Non-Additive Coupling Enables Propagation of Synchronous Spiking Activity in Purely Random Networks

Despite the current debate about the computational role of experimentally observed precise spike patterns it is still theoretically unclear under which conditions and how they may emerge in neural circuits. Here, we study spiking neural networks with non-additive dendritic interactions that were recently uncovered in single-neuron experiments. We show that supra-additive dendritic interactions enable the persistent propagation of synchronous activity already in purely random networks without superimposed structures and explain the mechanism underlying it. This study adds a novel perspective on the dynamics of networks with nonlinear interactions in general and presents a new viable mechanism for the occurrence of patterns of precisely timed spikes in recurrent networks. Author Summary: Most nerve cells in neural circuits communicate by sending and receiving short stereotyped electrical pulses called action potentials or spikes. Recent neurophysiological experiments found that under certain conditions the neuronal dendrites (branched projections of the neuron that transmit inputs from other neurons to the cell body (soma)) process input spikes in a nonlinear way: If the inputs arrive within a time window of a few milliseconds, the dendrite can actively generate a dendritic spike that propagates to the neuronal soma and leads to a nonlinearly amplified response. This response is temporally highly precise.
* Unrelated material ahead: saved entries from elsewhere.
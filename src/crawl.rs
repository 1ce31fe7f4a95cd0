use eyre::{Result, WrapErr};
use tokio::time::sleep;
use tracing::{debug, info, warn};

use crate::browser::PageSource;
use crate::config::ScrapeConfig;
use crate::listing::{page_url, ListingPage};
use crate::record::ProductRecord;

/// Walks the listing pages one after another and collects their products.
pub struct Crawler<S> {
    source: S,
    config: ScrapeConfig,
}

impl<S: PageSource> Crawler<S> {
    pub fn new(source: S, config: ScrapeConfig) -> Self {
        Self { source, config }
    }

    /// Scrapes every configured page and closes the source.
    ///
    /// Records come back in page order, then document order. A page that
    /// fails to load stops the run; the source is closed either way.
    pub async fn run(mut self) -> Result<Vec<ProductRecord>> {
        let outcome = self.crawl_pages().await;
        let closed = self.source.close().await;
        let records = outcome?;
        closed.wrap_err("Failed to close the browser session")?;
        Ok(records)
    }

    async fn crawl_pages(&mut self) -> Result<Vec<ProductRecord>> {
        self.config.validate()?;
        let mut records = Vec::new();
        for page in self.config.pages() {
            info!("Processing page {page}...");
            let listing = self.scrape_page(page).await?;
            info!(page, products = listing.records.len(), "page done");
            records.extend(listing.records);
        }
        Ok(records)
    }

    /// Loads one page, scrolls it, and reads its product cards.
    pub async fn scrape_page(&mut self, page: u32) -> Result<ListingPage> {
        let url = page_url(&self.config.base_url, page);
        self.source.goto(&url).await?;
        sleep(self.config.page_wait).await;

        // slow scroll so the photos start loading
        for step in 0..self.config.scroll_steps {
            debug!(step, "scrolling");
            self.source.scroll_by(self.config.scroll_step_px).await?;
            sleep(self.config.scroll_pause).await;
        }

        let html = self.source.html().await?;
        let mut listing = ListingPage::parse(&html, &url, &self.config.selectors)
            .wrap_err_with(|| format!("Failed to read listing {url}"))?;

        let missing = listing.missing_images();
        if missing.is_empty() {
            return Ok(listing);
        }

        let mut revealed = 0;
        for &index in &missing {
            match self.source.reveal(&self.config.selectors.item, index).await {
                Ok(()) => {
                    revealed += 1;
                    sleep(self.config.reveal_pause).await;
                }
                Err(e) => debug!(index, "could not scroll item into view: {e}"),
            }
        }
        if revealed > 0 {
            match self.source.html().await.and_then(|html| {
                ListingPage::parse(&html, &url, &self.config.selectors)
            }) {
                Ok(reread) => listing.fill_images(&reread),
                Err(e) => debug!("could not re-read {url}: {e}"),
            }
        }

        let still_missing = listing.missing_images().len();
        if still_missing > 0 {
            warn!(page, still_missing, "products without an image URL");
        }
        Ok(listing)
    }
}

#[cfg(test)]
mod tests {
    use super::*;
    use eyre::bail;
    use std::cell::RefCell;
    use std::collections::HashMap;
    use std::rc::Rc;
    use std::time::Duration;
    use url::Url;

    #[derive(Default)]
    struct Log {
        visited: Vec<String>,
        scrolled: Vec<i64>,
        revealed: Vec<usize>,
        closed: bool,
    }

    /// Serves canned pages; a page switches to its "after reveal" HTML once
    /// any of its cards has been scrolled into view.
    struct FakeSource {
        pages: HashMap<String, (String, String)>,
        current: Option<String>,
        revealed_current: bool,
        log: Rc<RefCell<Log>>,
    }

    impl PageSource for FakeSource {
        async fn goto(&mut self, url: &Url) -> Result<()> {
            self.log.borrow_mut().visited.push(url.to_string());
            if !self.pages.contains_key(url.as_str()) {
                bail!("404 for {url}");
            }
            self.current = Some(url.to_string());
            self.revealed_current = false;
            Ok(())
        }

        async fn scroll_by(&mut self, pixels: i64) -> Result<()> {
            self.log.borrow_mut().scrolled.push(pixels);
            Ok(())
        }

        async fn reveal(&mut self, _selector: &str, index: usize) -> Result<()> {
            self.log.borrow_mut().revealed.push(index);
            self.revealed_current = true;
            Ok(())
        }

        async fn html(&mut self) -> Result<String> {
            let current = self.current.as_ref().expect("goto before html");
            let (before, after) = &self.pages[current];
            let html = if self.revealed_current { after } else { before };
            Ok(html.clone())
        }

        async fn close(self) -> Result<()> {
            self.log.borrow_mut().closed = true;
            Ok(())
        }
    }

    fn card(sku: &str, img: &str) -> String {
        format!(
            r#"<div class="HA Showcase Showcase--non-food ga-product-item" data-sku="{sku}"
                   data-ga-name="TV {sku}" data-stock="true">
                 <div class="Showcase__photo"><img src="{img}"></div>
                 <div class="Showcase__salePrice"><span class="price">S/ 1.000,50</span></div>
               </div>"#
        )
    }

    fn quick_config(last_page: u32) -> ScrapeConfig {
        ScrapeConfig {
            base_url: Url::parse("https://shop.test/tv").unwrap(),
            last_page,
            page_wait: Duration::ZERO,
            scroll_pause: Duration::ZERO,
            reveal_pause: Duration::ZERO,
            ..Default::default()
        }
    }

    fn fake(pages: Vec<(&str, String, String)>) -> (FakeSource, Rc<RefCell<Log>>) {
        let log = Rc::new(RefCell::new(Log::default()));
        let source = FakeSource {
            pages: pages
                .into_iter()
                .map(|(url, before, after)| (url.to_string(), (before, after)))
                .collect(),
            current: None,
            revealed_current: false,
            log: log.clone(),
        };
        (source, log)
    }

    #[tokio::test]
    async fn collects_pages_in_order() {
        let page1 = card("1", "https://img/1.jpg") + &*card("2", "https://img/2.jpg");
        let page2 = card("3", "https://img/3.jpg");
        let (source, log) = fake(vec![
            ("https://shop.test/tv?page=1", page1.clone(), page1),
            ("https://shop.test/tv?page=2", page2.clone(), page2),
        ]);

        let records = Crawler::new(source, quick_config(2)).run().await.unwrap();

        let skus: Vec<_> = records.iter().map(|r| r.sku.as_str()).collect();
        assert_eq!(skus, ["1", "2", "3"]);
        assert_eq!(records[0].current_price, "1000.50");

        let log = log.borrow();
        assert_eq!(
            log.visited,
            ["https://shop.test/tv?page=1", "https://shop.test/tv?page=2"]
        );
        assert_eq!(log.scrolled, vec![400; 20]);
        assert!(log.revealed.is_empty());
        assert!(log.closed);
    }

    #[tokio::test]
    async fn reveals_cards_without_photo_and_rereads() {
        let before = card("1", "https://img/1.jpg") + &*card("2", "");
        let after = card("1", "https://img/1.jpg") + &*card("2", "https://img/2.jpg");
        let (source, log) = fake(vec![("https://shop.test/tv?page=1", before, after)]);

        let records = Crawler::new(source, quick_config(1)).run().await.unwrap();

        assert_eq!(records[1].image_url, "https://img/2.jpg");
        assert_eq!(log.borrow().revealed, vec![1]);
    }

    #[tokio::test]
    async fn photo_that_never_loads_stays_empty() {
        let page = card("1", "");
        let (source, _log) = fake(vec![("https://shop.test/tv?page=1", page.clone(), page)]);

        let records = Crawler::new(source, quick_config(1)).run().await.unwrap();

        assert_eq!(records.len(), 1);
        assert_eq!(records[0].image_url, "");
    }

    #[tokio::test]
    async fn cards_without_photo_are_not_revealed() {
        let page = card("1", "https://img/1.jpg")
            + r#"<div class="HA Showcase Showcase--non-food ga-product-item" data-sku="2"></div>"#;
        let (source, log) = fake(vec![("https://shop.test/tv?page=1", page.clone(), page)]);

        let records = Crawler::new(source, quick_config(1)).run().await.unwrap();

        assert_eq!(records.len(), 2);
        assert_eq!(records[1].image_url, "");
        assert!(log.borrow().revealed.is_empty());
    }

    #[tokio::test]
    async fn failed_navigation_stops_the_run_and_closes() {
        let page = card("1", "https://img/1.jpg");
        let (source, log) = fake(vec![("https://shop.test/tv?page=1", page.clone(), page)]);

        let result = Crawler::new(source, quick_config(3)).run().await;

        assert!(result.is_err());
        let log = log.borrow();
        assert_eq!(log.visited.len(), 2);
        assert!(log.closed);
    }
}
Here we consider an analytically tractable model of spiking neural circuits and study the impact of such dendritic nonlinearities on network activity. We find that synchronous spiking activity may robustly propagate through the network, even if it exhibits purely random connectivity without additionally superimposed structures. Such propagation may contribute to the generation of spike patterns that are currently discussed to encode information about internal states and external stimuli in neural circuits.